Dispensing contact lenses—Full-scope optometric care includes the dispensing of contact lenses. The challenging issues with contact lenses primarily revolve around professional judgment regarding the best modality for each individual patient. However, complex contact lens patients quickly realize the value of competent, professional care and are willing to pay the fees associated with complex contact lens care and management.
Recommending contact lenses—There is tremendous value in practitioner recommendations. Proactively mentioning contact lenses as a vision correction option can generate interest. Because virtually every prescription is available in a contact lens design, offering contact lenses as an option should be made at every opportunity. Supplementing spectacle wear with contact lenses offers patients additional vision care options.

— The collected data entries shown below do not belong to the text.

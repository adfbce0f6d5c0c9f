//! Engine configuration.
//!
//! Every section has a `Default` and deserializes from JSON with missing
//! fields falling back to those defaults.

use std::path::Path;
use std::time::Duration;

use serde::Deserialize;

/// Top-level configuration for a mediation engine instance.
#[derive(Debug, Clone, Default, Deserialize)]
#[serde(default)]
pub struct EngineConfig {
    /// Identifier of this engine node, used in logs.
    pub node_id: String,
    /// Saga finalization settings.
    pub saga: SagaConfig,
    /// Dispatch pipeline settings.
    pub dispatch: DispatchConfig,
}

/// Retry settings applied when finalizing sagas.
#[derive(Debug, Clone, Deserialize)]
#[serde(default)]
pub struct SagaConfig {
    /// Maximum number of retries after the first failed finalization attempt.
    pub max_retry_attempts: u32,
    /// Fixed delay between finalization attempts in milliseconds.
    pub retry_delay_ms: u64,
}

impl Default for SagaConfig {
    fn default() -> Self {
        Self {
            max_retry_attempts: 5,
            retry_delay_ms: 5000,
        }
    }
}

impl SagaConfig {
    /// Delay between finalization attempts.
    #[must_use]
    pub fn retry_delay(&self) -> Duration {
        Duration::from_millis(self.retry_delay_ms)
    }
}

/// Settings for the dispatch loop and its middleware.
#[derive(Debug, Clone, Deserialize)]
#[serde(default)]
pub struct DispatchConfig {
    /// Default timeout for a delivery in milliseconds, when the delivery sets none.
    pub default_timeout_ms: u64,
    /// Maximum number of in-flight deliveries before load shedding.
    pub max_concurrent_deliveries: u32,
    /// Capacity of the bounded submission channel.
    pub channel_capacity: usize,
    /// Interval between dispatch loop housekeeping ticks in milliseconds.
    pub tick_interval_ms: u64,
}

impl Default for DispatchConfig {
    fn default() -> Self {
        Self {
            default_timeout_ms: 30_000,
            max_concurrent_deliveries: 1000,
            channel_capacity: 256,
            tick_interval_ms: 10_000,
        }
    }
}

impl DispatchConfig {
    /// Default per-delivery timeout.
    #[must_use]
    pub fn default_timeout(&self) -> Duration {
        Duration::from_millis(self.default_timeout_ms)
    }

    #[must_use]
    pub fn tick_interval(&self) -> Duration {
        Duration::from_millis(self.tick_interval_ms)
    }
}

impl EngineConfig {
    /// Parses a JSON document.
    ///
    /// # Errors
    ///
    /// Returns an error if the document is not valid JSON for this shape.
    pub fn from_json_str(json: &str) -> anyhow::Result<Self> {
        Ok(serde_json::from_str(json)?)
    }

    /// Reads and parses a JSON file.
    ///
    /// # Errors
    ///
    /// Returns an error if the file cannot be read or parsed.
    pub fn load(path: impl AsRef<Path>) -> anyhow::Result<Self> {
        let path = path.as_ref();
        let raw = std::fs::read_to_string(path)
            .map_err(|e| anyhow::anyhow!("reading {}: {e}", path.display()))?;
        Self::from_json_str(&raw)
    }
}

Presenting fees for contact lenses—Typically, contact lens patients must return to the practitioner’s office at more frequent intervals than spectacle-only patients. In all situations, the contact lens fee presentation must be clearly explained to avoid confusion.
Offering service agreements for contact lenses—Often a service agreement benefit offers patients contact lens replacement at a reduced rate compared to usual and customary fees. The service agreement can be an optional purchase, and often it is expanded to include professional services, reduced fees for Plano sunglasses, a second pair of glasses and care products.
Training staff for contact lenses—Developing a well-trained professional staff reduces the time necessary to introduce and explain new modalities and options available to patients. Some of the additional testing necessary for contact lens patients can be delegated to technical support staff with the confidence that you can reliably depend upon the data.
Scheduling for contact lenses—Additional time is necessary for contact lens evaluations, fitting or refitting. It is wise to allow time in your daily schedule to work in contact lens rechecks and emergencies.
Prescribing contact lenses—Deciding to diagnostically fit contact lenses or to order empirically depends upon the availability of diagnostic lenses and the level of comfort practitioners feel about a specific modality. Choosing to stock only core or more frequently needed powers and designs help reduce the storage space needed and the staff time required to order lenses.
Offering supplies and care products—Deciding to inventory contact lens solutions for sale to patients primarily depends upon several critical questions. Practitioners must decide if it is helpful to patients and if it is profitable.
There are pros and cons:
- Patient convenience and benefit.
- Assures compliance with recommended care products.
- Availability to bundle materials and services.
- Encourages incremental purchases when patients return more frequently to the office.
- It helps solidify patient loyalty.
- Minimum profitability.
- Staff time required to monitor inventory.
- Excessive office space required to store solutions.
- Possible insufficient motivation for patients to return to purchase solutions.
Building a practice with contact lenses—Differentiating yourself by developing a specialty practice that offers contact lenses assures your success. Patients, willing to pay the professional fees, are very loyal and are great referral sources when they are successful with their contact lenses.